Changing thinking is not easy, especially if we are brought up to push aside unwanted thoughts. Children are told ‘if its’ not fun don’t do it’. But life is not fun. Far from it. What makes us think life is going to be easy?
When young with all the expectations we have, we go blissfully along mostly unaware of the holes in the road as our journey progresses.
Then with a big bump we can come to a halt. Life is suspended in this awful grief. It is temporary and, given the will we can move on painfully. This life is a journey we are all on. Some find it hard some easy. It’s not luck or fate but just as things are. Looking for reasons or answers is futile.

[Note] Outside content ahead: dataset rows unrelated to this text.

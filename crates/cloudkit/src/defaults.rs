//! Values the control plane fills in when a request leaves them out

use crate::kinds::{ConsulCluster, NomadCluster, StaticIp, TerraformWorkspace, VaultCluster};
use declarative::NativeObject;
use serde_json::{Value, json};

/// Fill unset fields of a `kind` document with the control plane's defaults.
pub fn fill_defaults(kind: &str, doc: &mut NativeObject) {
    match kind {
        VaultCluster::NAME => {
            fill(doc, &["defaultLeaseTTL"], json!("768h"));
            fill(doc, &["maxLeaseTTL"], json!("768h"));
            fill(doc, &["tcpListener", "address"], json!("127.0.0.1:8200"));
            fill(doc, &["tcpListener", "clusterAddress"], json!("127.0.0.1:8201"));
        }
        ConsulCluster::NAME => {
            for field in ["dns", "http", "https", "grpc"] {
                fill(doc, &["addresses", field], json!("127.0.0.1"));
            }
            let ports = [
                ("dns", 8600),
                ("http", 8500),
                ("https", 8501),
                ("grpc", 8502),
                ("serfLan", 8301),
                ("serfWan", 8302),
                ("server", 8300),
            ];
            for (field, port) in ports {
                fill(doc, &["ports", field], json!(port));
            }
        }
        NomadCluster::NAME => {
            fill(doc, &["ports", "http"], json!(4646));
            fill(doc, &["ports", "rpc"], json!(4647));
            fill(doc, &["ports", "serf"], json!(4648));
            fill(doc, &["server", "serverJoin", "retryJoin"], json!([]));
            fill(doc, &["server", "serverJoin", "startJoin"], json!([]));
            fill(doc, &["server", "serverJoin", "retryInterval"], json!("30s"));
        }
        TerraformWorkspace::NAME => {
            fill(doc, &["allowDestroyPlan"], json!(true));
            fill(doc, &["executionMode"], json!("remote"));
            fill(doc, &["fileTriggersEnabled"], json!(true));
            fill(doc, &["speculativeEnabled"], json!(true));
            fill(doc, &["terraformVersion"], json!("0.13.5"));
            fill(doc, &["triggerPrefixes"], json!([]));
            fill(doc, &["workingDirectory"], json!(""));
            fill(doc, &["vcsRepo", "branch"], json!("main"));
        }
        StaticIp::NAME => {
            fill(doc, &["ip"], json!(StaticIp::ADDRESS));
        }
        _ => {}
    }
}

/// Set the field at `path` unless it already holds a value, creating
/// intermediate objects as needed.
fn fill(doc: &mut NativeObject, path: &[&str], value: Value) {
    let Some((field, parents)) = path.split_last() else {
        return;
    };

    let mut target = doc;
    for key in parents {
        let entry = target.entry(*key).or_insert(Value::Null);
        if entry.is_null() {
            *entry = Value::Object(NativeObject::new());
        }
        match entry {
            Value::Object(next) => target = next,
            _ => return,
        }
    }

    match target.get(*field) {
        None | Some(Value::Null) => {
            target.insert((*field).to_string(), value);
        }
        Some(_) => {}
    }
}
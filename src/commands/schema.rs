//! Describe registered resource kinds

use anyhow::Result;
use colored::Colorize;
use declarative::{BlockShape, Nesting, ResourceSchema};

use crate::ui;

pub fn run(kind: Option<&str>) -> Result<()> {
    let registry = cloudkit::registry()?;

    let Some(kind) = kind else {
        ui::header("Resource Kinds");
        for kind in registry.kinds() {
            println!("  {:<22} {}", kind.name().bold(), kind.description().dimmed());
        }
        return Ok(());
    };

    let resource_kind = registry.kind(kind)?;
    ui::header(resource_kind.name());
    ui::dim(resource_kind.description());
    println!();
    for line in schema_lines(resource_kind.schema(), 0) {
        println!("  {line}");
    }
    Ok(())
}

/// One line per attribute and block, blocks followed by their contents.
fn schema_lines(schema: &ResourceSchema, depth: usize) -> Vec<String> {
    let indent = "  ".repeat(depth);
    let mut lines = Vec::new();

    for attr in &schema.attributes {
        let mut line = format!("{indent}{} ({}, {})", attr.name, attr.value_type, attr.role);
        if let Some(allowed) = &attr.allowed {
            line.push_str(&format!(" one of: {}", allowed.join(", ")));
        }
        lines.push(line);
    }

    for block in &schema.blocks {
        let nesting = match block.nesting {
            Nesting::Single => "block",
            Nesting::List => "list block",
        };
        match &block.shape {
            BlockShape::Fixed(inner) => {
                lines.push(format!("{indent}{} ({nesting}, {})", block.name, block.role));
                lines.extend(schema_lines(inner, depth + 1));
            }
            BlockShape::Selected {
                discriminator,
                variants,
            } => {
                lines.push(format!(
                    "{indent}{} ({nesting}, {}, selected by {discriminator})",
                    block.name, block.role
                ));
                for (tag, inner) in variants {
                    lines.push(format!("{indent}  when {discriminator} = {tag}:"));
                    lines.extend(schema_lines(inner, depth + 2));
                }
            }
        }
    }

    lines
}
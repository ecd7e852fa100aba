//! Regions and the products each one offers

/// Products available in a region.
#[derive(Debug, Clone, Copy, PartialEq, Eq)]
pub struct Products {
    pub vault: bool,
    pub consul: bool,
    pub nomad: bool,
    pub terraform: bool,
}

/// A region clusters can be placed in.
#[derive(Debug, Clone, Copy, PartialEq, Eq)]
pub struct Region {
    pub id: &'static str,
    pub products: Products,
}

const US: [&str; 2] = ["us-va-1", "us-va-2"];
const EXTENDED: [&str; 6] = ["us-or-1", "us-or-2", "gb-lon-1", "gb-lon-2", "jp-tok-1", "jp-tok-2"];

/// All regions, with product availability for the given caller.
///
/// Authenticated callers see Vault in every region and Nomad and
/// Terraform in the primary ones.
pub fn regions(authenticated: bool) -> Vec<Region> {
    let primary = US.into_iter().map(|id| Region {
        id,
        products: Products {
            vault: true,
            consul: true,
            nomad: authenticated,
            terraform: authenticated,
        },
    });
    let extended = EXTENDED.into_iter().map(|id| Region {
        id,
        products: Products {
            vault: authenticated,
            consul: true,
            nomad: false,
            terraform: false,
        },
    });
    primary.chain(extended).collect()
}

/// Look up a region by id.
pub fn find(id: &str, authenticated: bool) -> Option<Region> {
    regions(authenticated).into_iter().find(|r| r.id == id)
}

#[cfg(test)]
mod tests {
    use super::*;

    #[test]
    fn test_vault_availability() {
        assert!(find("us-va-1", false).unwrap().products.vault);
        assert!(!find("us-or-1", false).unwrap().products.vault);
        assert!(find("us-or-1", true).unwrap().products.vault);
        assert!(find("eu-west-1", true).is_none());
    }

    #[test]
    fn test_consul_everywhere() {
        assert!(regions(false).iter().all(|r| r.products.consul));
        assert_eq!(regions(false).len(), 8);
    }
}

If we can accept ‘what is’ and not what we would like things to be it does remove some of the stress.
Five months is not long to be in grief. Give yourself more time. But do it without putting yourself down. This situation is going to bring out the best and the worse in everyone. You can mange things better if you accept things more. No fighting or struggling with ‘IT’. You know the ‘IT’ I mean. It takes time for acceptance to work but it does.
Take care. Blessings and best wishes to you too. John.